DATA TO PROCESS —
○ ○ ○ ○ ○
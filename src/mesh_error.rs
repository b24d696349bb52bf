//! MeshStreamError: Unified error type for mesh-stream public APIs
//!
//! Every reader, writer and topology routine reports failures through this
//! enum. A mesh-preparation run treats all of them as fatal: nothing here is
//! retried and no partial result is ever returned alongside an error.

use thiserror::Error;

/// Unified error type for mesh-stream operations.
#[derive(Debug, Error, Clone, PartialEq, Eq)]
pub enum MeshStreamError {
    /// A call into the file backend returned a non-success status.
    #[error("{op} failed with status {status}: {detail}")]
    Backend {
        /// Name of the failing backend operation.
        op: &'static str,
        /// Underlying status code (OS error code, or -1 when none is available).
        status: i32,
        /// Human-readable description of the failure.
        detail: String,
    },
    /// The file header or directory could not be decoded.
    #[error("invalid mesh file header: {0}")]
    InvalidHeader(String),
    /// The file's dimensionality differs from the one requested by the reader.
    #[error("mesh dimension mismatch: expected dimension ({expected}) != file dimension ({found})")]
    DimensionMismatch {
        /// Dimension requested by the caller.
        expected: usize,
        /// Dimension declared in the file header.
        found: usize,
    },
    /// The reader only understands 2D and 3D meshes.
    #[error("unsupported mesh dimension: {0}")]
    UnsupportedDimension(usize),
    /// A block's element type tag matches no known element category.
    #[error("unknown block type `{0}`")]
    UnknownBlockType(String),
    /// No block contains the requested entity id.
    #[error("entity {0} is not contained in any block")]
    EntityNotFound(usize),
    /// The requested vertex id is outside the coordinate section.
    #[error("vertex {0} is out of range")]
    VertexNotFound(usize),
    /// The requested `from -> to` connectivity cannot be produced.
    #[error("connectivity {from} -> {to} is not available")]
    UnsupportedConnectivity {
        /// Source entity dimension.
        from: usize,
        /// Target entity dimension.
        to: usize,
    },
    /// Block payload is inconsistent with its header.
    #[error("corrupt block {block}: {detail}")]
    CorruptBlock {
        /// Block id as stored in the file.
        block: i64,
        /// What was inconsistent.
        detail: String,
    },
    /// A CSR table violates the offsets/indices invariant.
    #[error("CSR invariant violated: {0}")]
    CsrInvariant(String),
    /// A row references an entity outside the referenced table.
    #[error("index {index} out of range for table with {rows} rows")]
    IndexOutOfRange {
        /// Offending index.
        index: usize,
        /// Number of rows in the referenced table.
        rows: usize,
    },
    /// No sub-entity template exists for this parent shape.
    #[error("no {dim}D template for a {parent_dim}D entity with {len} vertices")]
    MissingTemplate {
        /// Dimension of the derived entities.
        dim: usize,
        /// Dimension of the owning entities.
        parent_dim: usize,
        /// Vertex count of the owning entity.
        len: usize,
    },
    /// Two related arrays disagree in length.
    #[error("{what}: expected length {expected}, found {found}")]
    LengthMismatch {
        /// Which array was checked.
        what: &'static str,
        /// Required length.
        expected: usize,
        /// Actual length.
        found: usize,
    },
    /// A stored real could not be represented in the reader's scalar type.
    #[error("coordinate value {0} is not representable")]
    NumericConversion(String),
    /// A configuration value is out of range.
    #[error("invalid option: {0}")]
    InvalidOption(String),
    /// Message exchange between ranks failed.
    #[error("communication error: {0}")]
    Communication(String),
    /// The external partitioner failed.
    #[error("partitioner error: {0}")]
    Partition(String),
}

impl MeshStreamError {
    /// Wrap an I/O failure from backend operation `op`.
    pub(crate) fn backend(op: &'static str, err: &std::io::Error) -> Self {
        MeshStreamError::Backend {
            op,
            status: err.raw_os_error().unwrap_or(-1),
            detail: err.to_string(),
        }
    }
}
○ ○ ○ ○ ○
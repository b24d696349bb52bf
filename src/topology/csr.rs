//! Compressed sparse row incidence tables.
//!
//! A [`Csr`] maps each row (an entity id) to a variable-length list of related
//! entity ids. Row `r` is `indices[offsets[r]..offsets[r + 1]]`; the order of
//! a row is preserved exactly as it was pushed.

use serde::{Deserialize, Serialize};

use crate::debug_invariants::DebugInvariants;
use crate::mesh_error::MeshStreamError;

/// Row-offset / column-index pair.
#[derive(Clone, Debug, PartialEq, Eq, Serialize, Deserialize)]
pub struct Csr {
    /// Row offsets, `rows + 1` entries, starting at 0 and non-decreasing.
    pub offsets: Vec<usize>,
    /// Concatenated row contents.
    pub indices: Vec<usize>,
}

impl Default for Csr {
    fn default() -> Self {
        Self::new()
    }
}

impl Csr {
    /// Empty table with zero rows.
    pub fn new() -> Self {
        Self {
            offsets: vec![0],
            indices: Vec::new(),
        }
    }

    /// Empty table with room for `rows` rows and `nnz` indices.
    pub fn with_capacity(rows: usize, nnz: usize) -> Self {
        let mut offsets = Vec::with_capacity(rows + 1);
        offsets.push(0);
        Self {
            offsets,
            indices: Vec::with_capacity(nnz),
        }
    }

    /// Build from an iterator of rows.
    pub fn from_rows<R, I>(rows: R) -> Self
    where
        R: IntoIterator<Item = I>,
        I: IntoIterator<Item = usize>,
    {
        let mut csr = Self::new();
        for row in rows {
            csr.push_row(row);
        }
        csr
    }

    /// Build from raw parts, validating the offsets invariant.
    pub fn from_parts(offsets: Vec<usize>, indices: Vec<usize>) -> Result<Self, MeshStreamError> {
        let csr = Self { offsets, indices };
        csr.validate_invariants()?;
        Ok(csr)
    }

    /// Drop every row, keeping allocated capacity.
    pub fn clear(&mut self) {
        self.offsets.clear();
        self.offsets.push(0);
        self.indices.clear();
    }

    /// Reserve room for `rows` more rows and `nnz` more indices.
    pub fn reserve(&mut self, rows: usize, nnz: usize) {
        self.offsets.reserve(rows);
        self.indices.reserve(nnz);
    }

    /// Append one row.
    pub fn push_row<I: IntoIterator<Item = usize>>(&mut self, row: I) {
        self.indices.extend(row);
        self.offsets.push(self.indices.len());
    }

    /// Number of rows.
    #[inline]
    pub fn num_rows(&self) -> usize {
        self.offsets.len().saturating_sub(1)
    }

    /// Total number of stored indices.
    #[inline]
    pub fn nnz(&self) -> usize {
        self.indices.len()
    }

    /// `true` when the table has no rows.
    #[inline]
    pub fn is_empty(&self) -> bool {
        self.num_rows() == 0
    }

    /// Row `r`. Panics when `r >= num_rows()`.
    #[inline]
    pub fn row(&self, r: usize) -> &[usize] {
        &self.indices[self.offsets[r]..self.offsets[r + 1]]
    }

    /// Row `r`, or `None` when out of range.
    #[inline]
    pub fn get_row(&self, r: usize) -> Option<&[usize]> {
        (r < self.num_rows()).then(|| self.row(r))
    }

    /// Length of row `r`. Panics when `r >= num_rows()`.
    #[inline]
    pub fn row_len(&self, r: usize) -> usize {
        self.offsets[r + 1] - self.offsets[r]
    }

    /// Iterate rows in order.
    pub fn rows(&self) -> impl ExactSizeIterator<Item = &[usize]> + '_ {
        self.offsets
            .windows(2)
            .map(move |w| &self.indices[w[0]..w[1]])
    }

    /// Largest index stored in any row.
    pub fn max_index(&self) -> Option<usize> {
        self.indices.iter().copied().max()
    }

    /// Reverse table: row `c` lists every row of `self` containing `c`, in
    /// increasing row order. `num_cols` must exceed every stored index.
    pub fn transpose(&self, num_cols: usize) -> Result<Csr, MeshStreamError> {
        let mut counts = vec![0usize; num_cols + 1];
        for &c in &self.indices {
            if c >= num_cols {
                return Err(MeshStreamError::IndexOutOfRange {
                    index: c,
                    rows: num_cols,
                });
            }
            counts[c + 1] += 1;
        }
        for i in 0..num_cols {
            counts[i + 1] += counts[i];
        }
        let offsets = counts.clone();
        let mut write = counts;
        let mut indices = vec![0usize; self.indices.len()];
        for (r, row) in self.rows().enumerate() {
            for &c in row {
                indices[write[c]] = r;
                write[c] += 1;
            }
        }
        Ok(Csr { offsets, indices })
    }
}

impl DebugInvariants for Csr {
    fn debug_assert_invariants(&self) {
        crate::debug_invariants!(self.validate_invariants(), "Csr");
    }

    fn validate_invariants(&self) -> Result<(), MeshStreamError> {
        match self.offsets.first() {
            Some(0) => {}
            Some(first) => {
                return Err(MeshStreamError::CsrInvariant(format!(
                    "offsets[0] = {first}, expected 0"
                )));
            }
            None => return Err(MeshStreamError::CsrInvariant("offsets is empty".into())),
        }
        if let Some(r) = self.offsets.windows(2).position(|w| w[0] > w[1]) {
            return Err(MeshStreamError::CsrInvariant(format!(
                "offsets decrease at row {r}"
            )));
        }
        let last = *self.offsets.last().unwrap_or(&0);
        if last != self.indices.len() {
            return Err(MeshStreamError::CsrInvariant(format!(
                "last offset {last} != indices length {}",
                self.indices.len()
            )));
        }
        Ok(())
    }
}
○ ○ ○ ○ ○
EXERCISE INSTRUCTIONS —
Of all the entries above, repeat only the lines from the line that has "csr.validate_invariants()?;" to the line that has "pub fn push_row<I: IntoIterator<Item", both lines included, exactly.

ANSWER AREA —
        csr.validate_invariants()?;
        Ok(csr)
    }

    /// Drop every row, keeping allocated capacity.
    pub fn clear(&mut self) {
        self.offsets.clear();
        self.offsets.push(0);
        self.indices.clear();
    }

    /// Reserve room for `rows` more rows and `nnz` more indices.
    pub fn reserve(&mut self, rows: usize, nnz: usize) {
        self.offsets.reserve(rows);
        self.indices.reserve(nnz);
    }

    /// Append one row.
    pub fn push_row<I: IntoIterator<Item = usize>>(&mut self, row: I) {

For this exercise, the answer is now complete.